Who wouldn't take this small amount of care for someone they're supposed to love? It's churlish and unpleasant to grump and swear and do nothing about Mother's Day in the way that many men have been quoted on here this morning.

pictish · 15/03/2015 13:24

I agree with your dh.

SharkCat · 15/03/2015 13:38

i agree with your other half

miniavenger · 15/03/2015 19:59

Well your OH isn't your father so do the same for fathers day?

ChickyEgg · 15/03/2015 20:04

It is your day to be treated nicely for all that you do. I'm not my DH's mother either but he bought me flowers and I haven't lifted a finger all day. Your DH should have done something 'on behalf of' your DS. That 'saved me the effort' comment would have made me livid.

AlPacinosHooHaa · 15/03/2015 20:07

Yes it would have been nice and not much effort on his behalf for much feeling on yours.

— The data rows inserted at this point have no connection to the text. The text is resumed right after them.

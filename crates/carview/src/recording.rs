//! Recording file naming, media URIs and clip listing.
//!
//! Clip names encode their origin:
//! `<YYYY>_<MM>_<DD>-<HH>_<MM>_<SS>_<streamingName>_<disasterNumber>_<carNumber>_<sessionId>.<ext>`.
//! Retention tooling and the clip listing parse them back.

use chrono::{DateTime, Local, NaiveDateTime};
use serde::Serialize;
use std::path::Path;
use std::time::{Duration, SystemTime};

pub const TIMESTAMP_FORMAT: &str = "%Y_%m_%d-%H_%M_%S";
const TIMESTAMP_LEN: usize = 19;
const DISPLAY_FORMAT: &str = "%Y년 %m월 %d일 %H시 %M분 %S초";

pub fn recording_name(
    at: DateTime<Local>,
    streaming_name: &str,
    disaster_number: &str,
    car_number: &str,
    session_id: &str,
    extension: &str,
) -> String {
    format!(
        "{}_{}_{}_{}_{}.{}",
        at.format(TIMESTAMP_FORMAT),
        streaming_name,
        disaster_number,
        car_number,
        session_id,
        extension
    )
}

/// `file://` URI of a clip inside the engine's recording directory.
pub fn recording_uri(directory: &str, name: &str) -> String {
    format!("file://{}/{}", directory.trim_end_matches('/'), name)
}

/// RTSP URI of a camera stream.
pub fn source_uri(ip: &str, port: u16, path: &str) -> String {
    if path.starts_with('/') {
        format!("rtsp://{}:{}{}", ip, port, path)
    } else {
        format!("rtsp://{}:{}/{}", ip, port, path)
    }
}

/// Fields recovered from a clip file name.
#[derive(Debug, Clone, PartialEq, Eq)]
pub struct ClipName {
    pub recorded_at: NaiveDateTime,
    pub streaming_name: String,
    pub disaster_number: String,
    pub car_number: String,
    pub session_id: String,
    pub extension: String,
}

pub fn parse_clip_name(file_name: &str) -> Option<ClipName> {
    let (stem, extension) = file_name.rsplit_once('.')?;
    let mut parts = stem.rsplitn(4, '_');
    let session_id = parts.next()?;
    let car_number = parts.next()?;
    let disaster_number = parts.next()?;
    let head = parts.next()?;

    let timestamp = head.get(..TIMESTAMP_LEN)?;
    if head.get(TIMESTAMP_LEN..TIMESTAMP_LEN + 1)? != "_" {
        return None;
    }
    let streaming_name = head.get(TIMESTAMP_LEN + 1..)?;
    let recorded_at = NaiveDateTime::parse_from_str(timestamp, TIMESTAMP_FORMAT).ok()?;

    if [streaming_name, disaster_number, car_number, session_id]
        .iter()
        .any(|s| s.is_empty())
    {
        return None;
    }
    Some(ClipName {
        recorded_at,
        streaming_name: streaming_name.to_string(),
        disaster_number: disaster_number.to_string(),
        car_number: car_number.to_string(),
        session_id: session_id.to_string(),
        extension: extension.to_string(),
    })
}

/// Human readable size with binary units, e.g. `1.5 MB`.
pub fn format_bytes(bytes: u64) -> String {
    const UNITS: [&str; 7] = ["Bytes", "KB", "MB", "GB", "TB", "PB", "EB"];
    if bytes == 0 {
        return "0 Bytes".to_string();
    }
    let mut value = bytes as f64;
    let mut unit = 0;
    while value >= 1024.0 && unit < UNITS.len() - 1 {
        value /= 1024.0;
        unit += 1;
    }
    let text = format!("{:.2}", value);
    let text = text.trim_end_matches('0').trim_end_matches('.');
    format!("{} {}", text, UNITS[unit])
}

fn display_time(time: SystemTime) -> String {
    DateTime::<Local>::from(time).format(DISPLAY_FORMAT).to_string()
}

/// One entry of the clip listing.
#[derive(Debug, Clone, Serialize)]
#[serde(rename_all = "camelCase")]
pub struct ClipInfo {
    pub file_name: String,
    pub streaming_name: Option<String>,
    pub disaster_number: Option<String>,
    pub car_number: Option<String>,
    pub unique_number: Option<String>,
    pub creation_time: String,
    pub expiration_time: String,
    pub size: String,
    pub path: String,
    #[serde(skip)]
    pub created: SystemTime,
}

/// Creation time of a file, falling back to mtime where unsupported.
pub fn created_at(metadata: &std::fs::Metadata) -> SystemTime {
    metadata
        .created()
        .or_else(|_| metadata.modified())
        .unwrap_or(SystemTime::UNIX_EPOCH)
}

/// List clips with `extension` in `directory`, newest first.
pub fn list_clips(directory: &Path, extension: &str, retention: Duration) -> std::io::Result<Vec<ClipInfo>> {
    let mut clips = Vec::new();
    for entry in std::fs::read_dir(directory)? {
        let entry = entry?;
        let metadata = entry.metadata()?;
        if !metadata.is_file() {
            continue;
        }
        let file_name = entry.file_name().to_string_lossy().to_string();
        if Path::new(&file_name).extension().and_then(|e| e.to_str()) != Some(extension) {
            continue;
        }
        let parsed = parse_clip_name(&file_name);
        let created = created_at(&metadata);
        clips.push(ClipInfo {
            streaming_name: parsed.as_ref().map(|p| p.streaming_name.clone()),
            disaster_number: parsed.as_ref().map(|p| p.disaster_number.clone()),
            car_number: parsed.as_ref().map(|p| p.car_number.clone()),
            unique_number: parsed.as_ref().map(|p| p.session_id.clone()),
            creation_time: display_time(created),
            expiration_time: display_time(created + retention),
            size: format_bytes(metadata.len()),
            path: format!("/recorders/{}", file_name),
            file_name,
            created,
        });
    }
    clips.sort_by(|a, b| b.created.cmp(&a.created));
    Ok(clips)
}

/// Delete one clip by bare file name.
pub fn delete_clip(directory: &Path, file_name: &str) -> std::io::Result<()> {
    let invalid = file_name.is_empty()
        || file_name.contains('/')
        || file_name.contains('\\')
        || file_name == "."
        || file_name == "..";
    if invalid {
        return Err(std::io::Error::new(
            std::io::ErrorKind::InvalidInput,
            format!("invalid clip name: {}", file_name),
        ));
    }
    std::fs::remove_file(directory.join(file_name))
}

#[cfg(test)]
mod tests {
    use super::*;
    use chrono::TimeZone;

    #[test]
    fn test_recording_name_layout() {
        let at = Local.with_ymd_and_hms(2024, 3, 9, 7, 5, 1).unwrap();
        let name = recording_name(at, "car-01", "2024001", "12가3456", "abc-def", "webm");
        assert_eq!(name, "2024_03_09-07_05_01_car-01_2024001_12가3456_abc-def.webm");
    }

    #[test]
    fn test_uris() {
        assert_eq!(
            recording_uri("/recorders/", "clip.webm"),
            "file:///recorders/clip.webm"
        );
        assert_eq!(
            source_uri("10.0.0.7", 1935, "/live/cctv002.stream"),
            "rtsp://10.0.0.7:1935/live/cctv002.stream"
        );
        assert_eq!(source_uri("10.0.0.7", 554, "stream1"), "rtsp://10.0.0.7:554/stream1");
    }

    #[test]
    fn test_parse_clip_name_roundtrip() {
        let at = Local.with_ymd_and_hms(2024, 3, 9, 7, 5, 1).unwrap();
        let session = "4b0c7f9e-1f7a-4a55-9f55-0d6f0c3a2b11";
        let name = recording_name(at, "car_with_underscores", "D1", "C2", session, "webm");
        let parsed = parse_clip_name(&name).unwrap();
        assert_eq!(parsed.streaming_name, "car_with_underscores");
        assert_eq!(parsed.disaster_number, "D1");
        assert_eq!(parsed.car_number, "C2");
        assert_eq!(parsed.session_id, session);
        assert_eq!(parsed.extension, "webm");
        assert_eq!(parsed.recorded_at, at.naive_local());
    }

    #[test]
    fn test_parse_clip_name_rejects_foreign_files() {
        assert!(parse_clip_name("notes.txt").is_none());
        assert!(parse_clip_name("a_b_c_d.webm").is_none());
        assert!(parse_clip_name("2024_03_09-07_05_01__D_C_S.webm").is_none());
        assert!(parse_clip_name("no-extension").is_none());
    }

    #[test]
    fn test_format_bytes() {
        assert_eq!(format_bytes(0), "0 Bytes");
        assert_eq!(format_bytes(512), "512 Bytes");
        assert_eq!(format_bytes(1024), "1 KB");
        assert_eq!(format_bytes(1536), "1.5 KB");
        assert_eq!(format_bytes(5 * 1024 * 1024 + 10_000), "5.01 MB");
    }

    #[test]
    fn test_list_and_delete_clips() {
        let dir = tempfile::tempdir().unwrap();
        let clip = "2024_03_09-07_05_01_car-01_D1_C2_abc.webm";
        std::fs::write(dir.path().join(clip), vec![0u8; 2048]).unwrap();
        std::fs::write(dir.path().join("readme.txt"), b"x").unwrap();
        std::fs::create_dir(dir.path().join("nested.webm")).unwrap();

        let clips = list_clips(dir.path(), "webm", Duration::from_secs(3600)).unwrap();
        assert_eq!(clips.len(), 1);
        assert_eq!(clips[0].file_name, clip);
        assert_eq!(clips[0].streaming_name.as_deref(), Some("car-01"));
        assert_eq!(clips[0].unique_number.as_deref(), Some("abc"));
        assert_eq!(clips[0].size, "2 KB");
        assert_eq!(clips[0].path, format!("/recorders/{}", clip));

        let json = serde_json::to_value(&clips[0]).unwrap();
        assert!(json.get("fileName").is_some());
        assert!(json.get("expirationTime").is_some());

        assert!(delete_clip(dir.path(), "../etc/passwd").is_err());
        assert!(delete_clip(dir.path(), "").is_err());
        delete_clip(dir.path(), clip).unwrap();
        assert!(delete_clip(dir.path(), clip).is_err());
    }
}
fn ptz_outcome(name: &str, result: vendor::Result<String>) -> ApiResult<()> {
    match result {
        Ok(_) => reply(StatusCode::OK, ApiResponse::success(PTZ_OK, None)),
        Err(AuthError::PtzUnavailable) => {
            reply(StatusCode::OK, ApiResponse::error(AuthError::PtzUnavailable.to_string()))
        }
        Err(e) => {
            log::warn!("[API] ptz for '{}' failed: {}", name, e);
            reply(StatusCode::BAD_REQUEST, ApiResponse::error(e.to_string()))
        }
    }
}

async fn find_camera(manager: &SessionManager, name: &str) -> Result<CameraRecord, ApiResult<()>> {
    match manager.cameras().lookup(name).await {
        Ok(Some(record)) => Ok(record),
        Ok(None) => Err(reply(
            StatusCode::NOT_FOUND,
            ApiResponse::error(SessionError::NotFound.to_string()),
        )),
        Err(e) => {
            log::error!("[API] lookup '{}' failed: {}", name, e);
            Err(reply(
                StatusCode::INTERNAL_SERVER_ERROR,
                ApiResponse::error(e.to_string()),
            ))
        }
    }
}

async fn ptz(State(manager): State<AppState>, Query(query): Query<PtzQuery>) -> ApiResult<()> {
    let record = match find_camera(&manager, &query.streaming_name).await {
        Ok(record) => record,
        Err(response) => return response,
    };
    let Some(command) = query.command() else {
        return reply(
            StatusCode::BAD_REQUEST,
            ApiResponse::error(SessionError::MissingParameter("ptzEvent").to_string()),
        );
    };
    let http = manager.camera_http(&record.streaming_ip);
    log::debug!("[API] ptz {} -> {}", command.event, record.streaming_name);
    let result = vendor::send_ptz(&http, record.camera_code, &query.auth(), &command).await;
    ptz_outcome(&record.streaming_name, result)
}

async fn ptz_preset(
    State(manager): State<AppState>,
    Query(query): Query<PtzQuery>,
) -> ApiResult<()> {
    let record = match find_camera(&manager, &query.streaming_name).await {
        Ok(record) => record,
        Err(response) => return response,
    };
    let http = manager.camera_http(&record.streaming_ip);
    let result = vendor::send_preset(&http, record.camera_code, &query.auth()).await;
    ptz_outcome(&record.streaming_name, result)
}

// ── Recording browser ───────────────────────────────────────────────

#[derive(Debug, Deserialize)]
struct DeleteVideoRequest {
    #[serde(rename = "fileName", default)]
    file_name: Option<String>,
}

async fn list_videos(State(manager): State<AppState>) -> ApiResult<Vec<recording::ClipInfo>> {
    let settings = manager.config().recording.clone();
    let Some(directory) = settings.serve_directory.clone() else {
        return reply(StatusCode::NOT_FOUND, ApiResponse::error("recording directory not configured"));
    };
    let retention = settings.retention();
    let listed = tokio::task::spawn_blocking(move || {
        recording::list_clips(&directory, &settings.extension, retention)
    })
    .await;
    match listed {
        Ok(Ok(clips)) => reply(
            StatusCode::OK,
            ApiResponse {
                response: ResponseKind::Success,
                message: None,
                data: Some(clips),
            },
        ),
        Ok(Err(e)) => {
            log::error!("[API] list videos failed: {}", e);
            reply(StatusCode::INTERNAL_SERVER_ERROR, ApiResponse::error(e.to_string()))
        }
        Err(e) => {
            log::error!("[API] list videos task failed: {}", e);
            reply(StatusCode::INTERNAL_SERVER_ERROR, ApiResponse::error(e.to_string()))
        }
    }
}

async fn delete_video(
    State(manager): State<AppState>,
    Json(req): Json<DeleteVideoRequest>,
) -> ApiResult<()> {
    let Some(file_name) = req.file_name.filter(|f| !f.trim().is_empty()) else {
        return reply(StatusCode::BAD_REQUEST, ApiResponse::error(VIDEO_NAME_MISSING));
    };
    let Some(directory) = manager.config().recording.serve_directory.clone() else {
        return reply(StatusCode::NOT_FOUND, ApiResponse::error("recording directory not configured"));
    };
    let name = file_name.clone();
    let deleted =
        tokio::task::spawn_blocking(move || recording::delete_clip(&directory, &name)).await;
    let deleted = match deleted {
        Ok(deleted) => deleted,
        Err(e) => {
            log::error!("[API] delete clip task failed: {}", e);
            return reply(StatusCode::INTERNAL_SERVER_ERROR, ApiResponse::error(e.to_string()));
        }
    };
    match deleted {
        Ok(()) => {
            log::info!("[API] clip '{}' deleted", file_name);
            reply(StatusCode::OK, ApiResponse::success(VIDEO_DELETED, None))
        }
        Err(e) if e.kind() == std::io::ErrorKind::NotFound => reply(
            StatusCode::INTERNAL_SERVER_ERROR,
            ApiResponse::error(VIDEO_ABSENT),
        ),
        Err(e) if e.kind() == std::io::ErrorKind::InvalidInput => {
            reply(StatusCode::BAD_REQUEST, ApiResponse::error(VIDEO_NAME_MISSING))
        }
        Err(e) => {
            log::error!("[API] delete clip '{}' failed: {}", file_name, e);
            reply(StatusCode::INTERNAL_SERVER_ERROR, ApiResponse::error(e.to_string()))
        }
    }
}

AlPacinosHooHaa · 15/03/2015 20:08

clam Sun 15-Mar-15 13:21:52

totally agree and its rude and disprectful.

notsolovely · 15/03/2015 20:09

Urm. I think this is one of those things that people view differently. Some people buy cards from babies , some don't. You did get cards from both so personally I think buying one as well is a bit daft.

GreenPetal94 · 15/03/2015 20:11

It doesn't really matter, its nice you got the things from your 5 year old. Once your baby is older you will have two super kids keen to make you cards.

Sorry your baby was so ill, it does take a long time for things like that to seem less real. My son is now 13 and I realise I don't think so much about his first couple of week in intensive care.